Загадай число — страница 18 из 67


За следующую неделю на северные склоны Катскильских гор спустилась зима. Гурни проводил почти все время в кабинете, работая то над фотографией, то над записками от Харибды. Он метался между этими двумя мирами, старательно избегая мыслей о рисунках Дэнни и хаосе, который они в нем пробуждали. Об этом стоило бы поговорить с Мадлен, узнать, зачем она решила достать коробку сейчас и почему она ждала, что он что-нибудь скажет первым. Но он не мог собраться с духом, поэтому изо всех сил гнал от себя эту мысль и возвращался к делу Харибды. Об этом он хотя бы мог думать спокойно, не чувствуя себя потерянным, без учащенного сердцебиения.

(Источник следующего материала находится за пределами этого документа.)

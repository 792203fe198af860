//! H.264 encoder discovery, hardware first.

const HW_H264_ENCODERS: [&str; 4] = ["h264_nvenc", "h264_vaapi", "h264_qsv", "h264_v4l2m2m"];
const SW_H264_ENCODER: &str = "libx264";

/// H.264 encoders available in this ffmpeg build, hardware before software.
pub fn h264_encoder_candidates() -> Vec<ffmpeg_next::Codec> {
    HW_H264_ENCODERS
        .iter()
        .chain(std::iter::once(&SW_H264_ENCODER))
        .filter_map(|name| {
            let codec = ffmpeg_next::encoder::find_by_name(name);
            if codec.is_some() {
                log::debug!("found h264 encoder: {}", name);
            }
            codec
        })
        .collect()
}

pub fn is_hardware(name: &str) -> bool {
    HW_H264_ENCODERS.contains(&name)
}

Он часто вспоминал вечер после последнего визита в институт. Меллери, как и обещал, перезвонил ему тогда и передал содержание беседы с Грегори Дермоттом. Тот был достаточно учтив, чтобы ответить на все вопросы, которые Гурни написал на бумажке, но информация оказалась не особенно полезной. Он арендовал абонентский ящик последний год, никогда раньше не возникало проблем, никаких заблудших писем или чеков, доступ к ящику был у него одного, имена Арибда, Харибда и Меллери ни о чем ему не говорили, и он ничего не знал про институт. На вопрос, мог ли кто-то другой в компании иметь доступ к ящику, Дермотт объяснил, что это невозможно, так как в его конторе никого, кроме него, нет. Он работал консультантом по безопасности в компаниях с большими базами данных, которые нуждались в защите от взлома. Ничто из его рассказа не пролило свет на историю с чеком.

Поиски в интернете, предпринятые Гурни, тоже ни к чему не привели. Все источники сообщали в основном одно и то же: Грегори Дермотт окончил Массачусетский технологический институт, приобрел солидную репутацию как компьютерщик и обзавелся отменной клиентурой. Ни он, ни его контора не были замешаны в уголовных делах, не получали судебных исков, не подвергались нападкам со стороны прессы. Незапятнанность на грани со стерильностью. И тем не менее, по какой-то по-прежнему необъяснимой причине, кто-то присвоил номер его абонентского ящика. Гурни мучил вопрос, остававшийся без ответа: зачем просить прислать чек человеку, который почти наверняка вернет его отправителю?

Гурни приводила в бешенство необходимость снова и снова думать об этом, снова и снова попадать в тот же тупик, как будто на десятый раз он мог обнаружить что-то, чего не обнаружил на девятый и восьмой. Но все же это было лучше, чем думать про Дэнни.


Первый серьезный снег выпал вечером первой пятницы ноября. Из нескольких сумеречных снежинок за пару часов он превратился в снегопад, а к полуночи вновь затих.

Гурни пил свой субботний утренний кофе и смотрел, как бледный диск солнца крадется через лесистые холмы на восток. Ночью было безветренно, поэтому все от террасы до крыши амбара было покрыто несколькими сантиметрами снега.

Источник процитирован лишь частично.